Não somos a lésbica que acredita que o aborto clandestino não é de sua incumbência. 2
Não somos a lésbica que agradece de viver em um país “mais avançado” em “temas de gênero”.
Não somos a lésbica que acredita que o feminismo é algo que passa em uma marcha, fora de nós mesmas.


1 Faltou mencionar o eugenismo/racismo dessas práticas de inseminação artificial, além de que lésbicas elitizadas chegam a promover a atrocidade que são as ‘barrigas de aluguel’ utilizando do corpo de outras.

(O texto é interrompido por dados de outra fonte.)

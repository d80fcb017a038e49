//! Device Rank Tests
//!
//! Profiles carrying device descriptions are ordered against a device,
//! with automatically generated profiles pushed down.

use oxprof_core::device::{compare, profile_rank};
use oxprof_core::{
    DeviceDescriptor, LoadOptions, Profile, ProfileSet, RankEntry, RankMap, TextKind,
};
use oxprof_tests::fixtures::device_profile;
use oxprof_tests::{ProfileBuilder, ProfileDir, init_logging};

fn acme_device() -> DeviceDescriptor {
    DeviceDescriptor::from_pairs([("manufacturer", "Acme"), ("model", "X1"), ("serial", "123")])
        .with_rank_map(RankMap::default_map())
}

/// Profiles for several Acme and foreign devices
fn device_dir() -> ProfileDir {
    let dir = ProfileDir::new().unwrap();
    let profiles: [(&str, &str, &[(&str, &str)]); 7] = [
        ("a.icc", "A generic", &[]),
        ("b.icc", "B other vendor", &[("manufacturer", "Other"), ("model", "Z")]),
        ("c.icc", "C acme y2", &[("manufacturer", "Acme"), ("model", "Y2")]),
        ("d.icc", "D acme x1", &[("manufacturer", "Acme"), ("model", "X1")]),
        (
            "e.icc",
            "E acme x1 auto",
            &[
                ("manufacturer", "Acme"),
                ("model", "X1"),
                ("OPENICC_automatic_generated", "1"),
            ],
        ),
        (
            "f.icc",
            "F acme x1 auto serial",
            &[
                ("manufacturer", "Acme"),
                ("model", "X1"),
                ("serial", "123"),
                ("OYRANOS_automatic_generated", "1"),
            ],
        ),
        (
            "g.icc",
            "G acme x1 serial",
            &[("manufacturer", "Acme"), ("model", "X1"), ("serial", "123")],
        ),
    ];
    for (file, description, pairs) in profiles {
        let data = if pairs.is_empty() {
            ProfileBuilder::display_rgb().description(description).build()
        } else {
            device_profile(description, pairs)
        };
        dir.add(file, &data).unwrap();
    }
    dir
}

#[test]
fn exact_device_match_ranks_first() {
    init_logging();

    let dir = device_dir();
    let cache = dir.cache();
    let mut set = ProfileSet::create(&cache, &[], false).unwrap();
    assert_eq!(set.count(), 7);

    let ranks = set.device_rank(&acme_device());
    let order: Vec<String> = set.iter().map(|p| p.get_text(TextKind::Description)).collect();

    assert_eq!(
        order,
        [
            "G acme x1 serial",
            "D acme x1",
            "E acme x1 auto",
            "F acme x1 auto serial",
            "A generic",
            "C acme y2",
            "B other vendor",
        ]
    );
    assert_eq!(ranks, [16, 6, 4, 3, 0, -4, -6]);
}

#[test]
fn device_pattern_keeps_positive_ranks() {
    let dir = device_dir();
    let cache = dir.cache();

    let pattern = Profile::device_pattern(acme_device());
    let set = ProfileSet::create(&cache, &[pattern], false).unwrap();
    let selected: Vec<String> = set.iter().map(|p| p.get_text(TextKind::Description)).collect();

    assert_eq!(
        selected,
        ["D acme x1", "E acme x1 auto", "F acme x1 auto serial", "G acme x1 serial"]
    );
}

#[test]
fn automatic_penalty() {
    let pattern = acme_device();

    let mut measured = DeviceDescriptor::from_pairs([("manufacturer", "Acme"), ("model", "X1")]);
    assert_eq!(profile_rank(&measured, &pattern), 6);

    measured.set("OYRANOS_automatic_generated", "1");
    assert_eq!(profile_rank(&measured, &pattern), 4);

    measured.set("serial", "123");
    assert_eq!(profile_rank(&measured, &pattern), 16 - 13);

    // "0" is not automatic
    measured.set("OYRANOS_automatic_generated", "0");
    assert_eq!(profile_rank(&measured, &pattern), 16);
}

#[test]
fn device_rank_map_wins_over_pattern_map() {
    let device = DeviceDescriptor::from_pairs([("model", "X1")])
        .with_rank_map(RankMap::new(vec![RankEntry::new("model", 100, -100, 0)]));
    let pattern = acme_device();
    assert_eq!(compare(&device, &pattern), 100);

    let plain = DeviceDescriptor::from_pairs([("model", "X1"), ("manufacturer", "Acme")]);
    let unweighted = DeviceDescriptor::from_pairs([("model", "X1"), ("manufacturer", "Acme")]);
    assert_eq!(compare(&plain, &unweighted), 2);
}

#[test]
fn device_from_description_tags() {
    let data = ProfileBuilder::display_rgb()
        .description("Monitor")
        .manufacturer_desc("Acme")
        .model_desc("X1")
        .build();
    let profile = Profile::from_memory(&data, LoadOptions::default()).unwrap();

    let device = profile.device_get();
    assert_eq!(device.get("manufacturer"), Some("Acme"));
    assert_eq!(device.get("model"), Some("X1"));
    assert_eq!(device.get("serial"), None);
}

#[test]
fn meta_wins_over_description_tags() {
    let data = ProfileBuilder::display_rgb()
        .description("Monitor")
        .model_desc("From dmdd")
        .meta(&[("model", "From meta"), ("EDID_serial", "S-42")])
        .build();
    let profile = Profile::from_memory(&data, LoadOptions::default()).unwrap();

    let device = profile.device_get();
    assert_eq!(device.get("model"), Some("From meta"));
    assert_eq!(device.get("EDID_serial"), Some("S-42"));
    assert_eq!(device.get("serial"), Some("S-42"));
}

#[test]
fn prefixed_pattern_keys_answer_for_device_keys() {
    let pattern = DeviceDescriptor::from_pairs([("EDID_manufacturer", "Acme"), ("EDID_model", "X1")]);
    let device = DeviceDescriptor::from_pairs([("manufacturer", "Acme"), ("model", "X1")])
        .with_rank_map(RankMap::default_map());
    assert_eq!(compare(&device, &pattern), 6);
}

2 Aborto clandestino é uma prática ilegal e onde lésbicas se arriscam maior parte das vezes por mulheres heterossexuais, sendo as lésbicas as que mais realizam ações diretas neste sentido e mantêm as ‘linhas de aborto’ na latino-américa, são as que mais fazem corres para que mulheres possam abortar. Também está a questão de estupro corretivo que faz com que aborto seja uma pauta que lésbicas não podem abandonar. Mas o problema está na abordagem dessa questão: não parece ser a perspectiva mais radical o aborto em si, e sim o fim da prática heterossexual e da supremacia masculina. Não entendo lésbicas e arriscando em políticas de redução de danos sem pautar a radicalização dessa discussão. Ao invés disso chegam a criar discursos liberais onde ‘celebram’ o aborto, procedimento muitas vezes traumático se realizado em condições insalubres e inseguras. Outra questão é, aborto só existe porque heterosexo existe, em muitos casos de que adianta se arriscar a conseguir abortamento para uma mulher quando isso se torna uma zona de conforto para homens da esquerda, que ficam ainda mais seguros de convencer uma mulher a transar sem camisinha, pois alguma feminista conseguirá um aborto para ela? Isso não responsabiliza os homens nem visibiliza a violência que é engravidar alguém contra sua vontade, quando homens criam falso consentimento sexual. Isso nos faz chegar a conclusão de que toda prática sexual onde mulheres saem grávidas é um abuso, pois o homem não a quis proteger e isso em si é uma violência. Não acho que aborto possa ser abordado de forma leviana, é uma discussão bem maior. Algumas chilenas chegam a reduzir lesbianidade a um simbólico heterossexual, reivindicando que ‘lesbianidade é o melhor contraceptivo’. Lesbiandade não é contraceptivo, é um projeto político radical que não se resume a sexo ou mera alternativa individual à heterossexualidade.

   

Eu acho massa esse texto. Mas também penso, que existem muitas lésbicas sem acesso à informação. Que vivem solitárias, nos seus ninhos, que precisam estar convivendo com a normatividade e normalidade inclusive pra sobreviver. Existem muitos tipos de vivências em que o feminismo não alcançou, e acho importante fazer esse recorte antes de só criticar a existência lésbica das outras. Não justifico, nem penso que está certo, não luto por isso. Mas a gente esquece, e às vezes “não sabe nem a ponta, só aponta.”